Show that the given conditional statement ¬ (p → q) → p is a tautology

Answer 1

We know that,

$\displaystyle\sf{\longrightarrow p\implies q \equiv \lnot p\lor q}$

Thus,

$\displaystyle\sf{\longrightarrow \lnot(p\implies q)\implies p\equiv\lnot (\lnot p\lor q)\implies p}$

Taking $\displaystyle\sf {\lnot p\lor q=r,}$

$\displaystyle\sf{\longrightarrow \lnot(p\implies q)\implies p\equiv\lnot r\implies p}$

$\displaystyle\sf{\longrightarrow \lnot(p\implies q)\implies p\equiv r\lor p}$

$\displaystyle\sf{\longrightarrow \lnot(p\implies q)\implies p\equiv (\lnot p\lor q)\lor p}$

$\displaystyle\sf{\longrightarrow \lnot(p\implies q)\implies p\equiv \lnot p\lor q\lor p}$

$\displaystyle\sf{\longrightarrow \lnot(p\implies q)\implies p\equiv (\lnot p\lor p)\lor q}$

The statement contains $\displaystyle\sf {\lnot p\lor p}$ which is always true for any truth value of $\displaystyle\sf {p,}$ whether $\displaystyle\sf {p}$ is true or false, and no matter what the truth value of $\displaystyle\sf {q}$ is.

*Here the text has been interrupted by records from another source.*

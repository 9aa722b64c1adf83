//! CLI entry point for the traffic counter.
//!
//! Loads a file of half-hourly `<count> <timestamp>` records and prints totals,
//! per-day totals, the busiest half hours and the quietest unbroken window.

use anyhow::Result;
use clap::{Parser, Subcommand, ValueEnum};
use std::ffi::OsStr;
use std::io::Write;
use std::path::Path;
use tracing::info;
use tracing_subscriber::{
    EnvFilter, Layer,
    fmt::{self, format::FmtSpan},
    layer::SubscriberExt,
    util::SubscriberInitExt,
};
use traffic_counter::analyzers::aggregate::totals_by_day;
use traffic_counter::analyzers::ranking::{bottom_k, contiguous_windows, top_k};
use traffic_counter::analyzers::report::Report;
use traffic_counter::fetch::load_dataset;
use traffic_counter::output::{
    append_daily_totals, write_daily_totals, write_entries, write_json, write_text, write_windows,
};

#[derive(Parser)]
#[command(name = "traffic_counter")]
#[command(about = "Summarize half-hourly traffic counts", long_about = None)]
struct Cli {
    #[command(subcommand)]
    command: Commands,
}

#[derive(Clone, Copy, ValueEnum)]
enum Format {
    Text,
    Json,
}

#[derive(Subcommand)]
enum Commands {
    /// Print the full summary report
    Report {
        /// Record file to read
        #[arg(value_name = "FILE", default_value = "data.txt")]
        input: String,

        /// Number of busiest half hours to list
        #[arg(short = 'k', long, default_value_t = 3)]
        top: usize,

        /// Length of the quietest-period window, in minutes
        #[arg(short, long, default_value_t = 90)]
        window_minutes: i64,

        /// Output format
        #[arg(short, long, value_enum, default_value_t = Format::Text)]
        format: Format,
    },
    /// Print the total count and per-day totals
    Totals {
        /// Record file to read
        #[arg(value_name = "FILE", default_value = "data.txt")]
        input: String,
    },
    /// List the busiest (or quietest) half hours
    Top {
        /// Record file to read
        #[arg(value_name = "FILE", default_value = "data.txt")]
        input: String,

        /// Number of half hours to list
        #[arg(short = 'k', long, default_value_t = 3)]
        count: usize,

        /// List the quietest half hours instead, lowest first
        #[arg(long, default_value_t = false)]
        lowest: bool,
    },
    /// Rank unbroken windows by summed count, lowest first
    Windows {
        /// Record file to read
        #[arg(value_name = "FILE", default_value = "data.txt")]
        input: String,

        /// Window length in minutes (a multiple of 30)
        #[arg(short, long, default_value_t = 90)]
        window_minutes: i64,

        /// Maximum number of windows to print (0 = all)
        #[arg(short = 'n', long, default_value_t = 0)]
        limit: usize,
    },
    /// Append per-day totals to a CSV file
    Export {
        /// Record file to read
        #[arg(value_name = "FILE", default_value = "data.txt")]
        input: String,

        /// CSV file to append results to
        #[arg(short, long, default_value = "daily_totals.csv")]
        output: String,
    },
}

fn main() -> Result<()> {
    dotenvy::dotenv().ok(); // Load .env file

    // Logging setup: colored stderr + JSON rolling log file
    let log_file_path =
        std::env::var("LOG_FILE_PATH").unwrap_or_else(|_| "logs/traffic_counter.log".to_string());
    let log_dir = Path::new(&log_file_path)
        .parent()
        .unwrap_or(Path::new("logs"));
    let log_file_name = Path::new(&log_file_path)
        .file_name()
        .unwrap_or(OsStr::new("traffic_counter.log"));

    let file_appender = tracing_appender::rolling::daily(log_dir, log_file_name);
    let (non_blocking_file, _file_guard) = tracing_appender::non_blocking(file_appender);

    let stderr_layer = fmt::layer()
        .with_target(true)
        .with_span_events(FmtSpan::CLOSE)
        .with_ansi(true)
        .with_writer(std::io::stderr)
        .with_filter(
            EnvFilter::try_from_env("RUST_LOG").unwrap_or_else(|_| EnvFilter::new("info")),
        );

    let json_layer = fmt::layer()
        .json()
        .with_current_span(true)
        .with_span_list(true)
        .with_writer(non_blocking_file)
        .with_filter(
            EnvFilter::try_from_env("RUST_LOG_JSON").unwrap_or_else(|_| EnvFilter::new("debug")),
        );

    tracing_subscriber::registry()
        .with(stderr_layer)
        .with(json_layer)
        .init();

    let cli = Cli::parse();
    let stdout = std::io::stdout();
    let mut out = stdout.lock();

    match cli.command {
        Commands::Report {
            input,
            top,
            window_minutes,
            format,
        } => {
            let dataset = load_dataset(&input)?;
            let report = Report::build(&dataset, top, window_minutes.saturating_mul(60))?;
            match format {
                Format::Text => write_text(&mut out, &report)?,
                Format::Json => write_json(&mut out, &report)?,
            }
        }
        Commands::Totals { input } => {
            let dataset = load_dataset(&input)?;
            writeln!(out, "{}", dataset.total_count())?;
            write_daily_totals(&mut out, &totals_by_day(&dataset))?;
        }
        Commands::Top {
            input,
            count,
            lowest,
        } => {
            let dataset = load_dataset(&input)?;
            let entries = if lowest {
                bottom_k(&dataset, count)?
            } else {
                top_k(&dataset, count)?
            };
            write_entries(&mut out, &entries)?;
        }
        Commands::Windows {
            input,
            window_minutes,
            limit,
        } => {
            let dataset = load_dataset(&input)?;
            let mut windows = contiguous_windows(&dataset, window_minutes.saturating_mul(60))?;
            if limit > 0 {
                windows.truncate(limit);
            }
            write_windows(&mut out, &windows)?;
        }
        Commands::Export { input, output } => {
            let dataset = load_dataset(&input)?;
            let totals = totals_by_day(&dataset);
            append_daily_totals(&output, &totals)?;
            info!(path = %output, days = totals.len(), "Daily totals exported");
        }
    }

    out.flush()?;
    Ok(())
}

This implies our statement is a tautology.

Hence Proved!

Answer 2

GIVEN:

• ¬ (p → q) → p

TO PROVE:

• ¬ (p → q) → p is a tautology

SOLUTION:

Here,

we know that,

$\tt{↣ p\implies q \equiv \lnot p\lor q}$

Thus,

$\tt{↣ \lnot(p\implies q)\implies p\equiv\lnot (\lnot p\lor q)\implies p}$

$\tt{ ↣now \: take \lnot p\lor q=r,}$

$\tt{↣ \lnot(p\implies q)\implies p\equiv\lnot r\implies p}$

$\tt{↣ \lnot(p\implies q)\implies p\equiv r\lor p}$

$\tt{↣ \lnot(p\implies q)\implies p\equiv (\lnot p\lor q)\lor p}$

$\tt{↣ \lnot(p\implies q)\implies p\equiv \lnot p\lor q\lor p}$

$\tt{↣\lnot(p\implies q)\implies p\equiv (\lnot p\lor p)\lor q}$

$\tt{here \: The \: statement \: contains \lnot p\lor p}$

$\tt{\: which \: is \: true \: forever \: for \: any \: true \: value}$

$\tt{of \: p, or \: whether \: p \: is \: true \: or \: false, no }$

$\tt{matter \: what \: the \: truth \: value \: of \: q \: is.}$

So, this implies that our statement is a tautology.